Where does the term ISO originate from
The term ISO has nothing to do with cameras. It's actually an abbreviation of the name of the company that has standardized these values: International Organization for Standardization.
What ISO values are there?
ISO values are generally expressed in numbers that range from 100 (50, in some cases) to 6400 or 25,600. Some cameras even support a maximum ISO value of 819,00.
When do I use which ISO value?
If take outdoor photos during the day, it's best to use the lowest ISO values (100 or 200), because there's already plenty of light for your sensor. If you're taking photographs indoors, you need to up the ISO value. Depending on the amount of light inside, you need to use an ISO value ranging from 400 to about 800. Do you plan on taking outdoor pictures at dusk or when its dark out? Make sure to use an ISO value between 1600 and 3200. Watch out for white noise with ISO values starting at 1600.
Why does white noise occur with high ISO values?

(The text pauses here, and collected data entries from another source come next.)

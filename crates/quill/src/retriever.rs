//! Hybrid retrieval: hard filters plus vector ranking in one store query.

use std::future::Future;
use std::sync::Arc;
use std::time::Duration;

use crate::error::{Operation, QuillError, Result};
use crate::models::{Filter, MatchKind, ProductRecord, RetrievalResult};
use crate::ports::{CatalogStats, CatalogStore, EmbeddingPort, NeighborQuery};

fn similarity(distance: f32) -> f32 {
  (1.0 - distance).clamp(0.0, 1.0)
}

fn unscored(records: Vec<ProductRecord>, kind: MatchKind) -> Vec<RetrievalResult> {
  records.into_iter().map(|record| RetrievalResult::new(record, kind, 0.0)).collect()
}

fn scored(ranked: Vec<(ProductRecord, f32)>) -> Vec<RetrievalResult> {
  ranked
    .into_iter()
    .map(|(record, distance)| RetrievalResult::new(record, MatchKind::Vector, similarity(distance)))
    .collect()
}

/// Store failures (including timeouts) propagate; embedding failures degrade
/// to a filter-only scan.
pub struct HybridRetriever {
  embedder: Arc<dyn EmbeddingPort>,
  store: Arc<dyn CatalogStore>,
  store_timeout: Duration,
}

impl HybridRetriever {
  pub fn new(
    embedder: Arc<dyn EmbeddingPort>,
    store: Arc<dyn CatalogStore>,
    store_timeout: Duration,
  ) -> Self {
    Self { embedder, store, store_timeout }
  }

  async fn store_call<T>(&self, call: impl Future<Output = Result<T>>) -> Result<T> {
    match tokio::time::timeout(self.store_timeout, call).await {
      Ok(result) => result,
      Err(_) => Err(QuillError::Timeout {
        operation: Operation::Store,
        after_ms: self.store_timeout.as_millis() as u64,
      }),
    }
  }

  /// Exact (case-insensitive) match, else the lexicographically first
  /// substring match
  pub async fn direct_lookup(&self, model_name: &str) -> Result<Option<RetrievalResult>> {
    let model_name = model_name.trim();
    if model_name.is_empty() {
      return Ok(None);
    }

    if let Some(record) = self.store_call(self.store.find_exact(model_name)).await? {
      return Ok(Some(RetrievalResult::new(record, MatchKind::Exact, 0.0)));
    }

    let partial = self.store_call(self.store.find_containing(model_name)).await?;
    if let Some(record) = &partial {
      bentley::debug!("'{model_name}' resolved to '{}' by substring", record.model_name);
    }
    Ok(partial.map(|record| RetrievalResult::new(record, MatchKind::Substring, 0.0)))
  }

  pub async fn semantic_search(
    &self,
    query: &str,
    filter: &Filter,
    limit: usize,
  ) -> Result<Vec<RetrievalResult>> {
    let vector = match self.embedder.embed(query).await {
      Ok(vector) => vector,
      Err(e) => {
        bentley::warn!("query embedding unavailable, falling back to filter-only scan: {e}");
        let records = self.store_call(self.store.scan(filter, limit)).await?;
        return Ok(unscored(records, MatchKind::FilterOnly));
      }
    };

    let query = NeighborQuery { vector, filter: filter.clone(), limit, ..Default::default() };
    let ranked = self.store_call(self.store.nearest(&query)).await?;
    Ok(scored(ranked))
  }

  /// Rows nearest to a reference product, same category first.
  /// Empty when the reference is missing or has no embedding.
  pub async fn find_similar(&self, model_name: &str, limit: usize) -> Result<Vec<RetrievalResult>> {
    let Some(reference) = self.store_call(self.store.find_exact(model_name)).await? else {
      return Ok(Vec::new());
    };
    let Some(vector) = reference.embedding.filter(|v| !v.is_empty()) else {
      bentley::debug!("'{}' has no embedding; nothing to compare", reference.model_name);
      return Ok(Vec::new());
    };

    let query = NeighborQuery {
      vector,
      filter: Filter::default(),
      exclude_model: Some(reference.model_name),
      prefer_category: reference.category,
      limit,
    };
    let ranked = self.store_call(self.store.nearest(&query)).await?;
    Ok(scored(ranked))
  }

  /// Rows in one category, by model name
  pub async fn browse_category(&self, category: &str, limit: usize) -> Result<Vec<RetrievalResult>> {
    let filter = Filter { category: Some(category.to_string()), ..Default::default() };
    let records = self.store_call(self.store.scan(&filter, limit)).await?;
    Ok(unscored(records, MatchKind::FilterOnly))
  }

  pub async fn all_models(&self) -> Result<Vec<String>> {
    self.store_call(self.store.model_names()).await
  }

  pub async fn stats(&self) -> Result<CatalogStats> {
    self.store_call(self.store.stats()).await
  }
}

By increasing the ISO, you increase the light sensitivity of the sensor, rather than the sensor's ability to process the incoming light. In low-light situations, this means the sensor has a difficult time transforming the incoming light into the right signal. This can quickly lead to errors, in the shape of noise between the pixels. If you increase the light sensitivity, the sensor captures more light, but isn't able to process this light into the right information.
What should I do in low-light situations?
You want to take photos in low-light conditions, but you want to prevent white noise due to high ISO values. You can up the shutter speeds instead of the ISO value, and place your camera on a tripod. By keeping the shutter open longer, the sensor is given more time to capture light and properly process all of the information. You should a tripod because a longer shutter speed can lead to motion blur.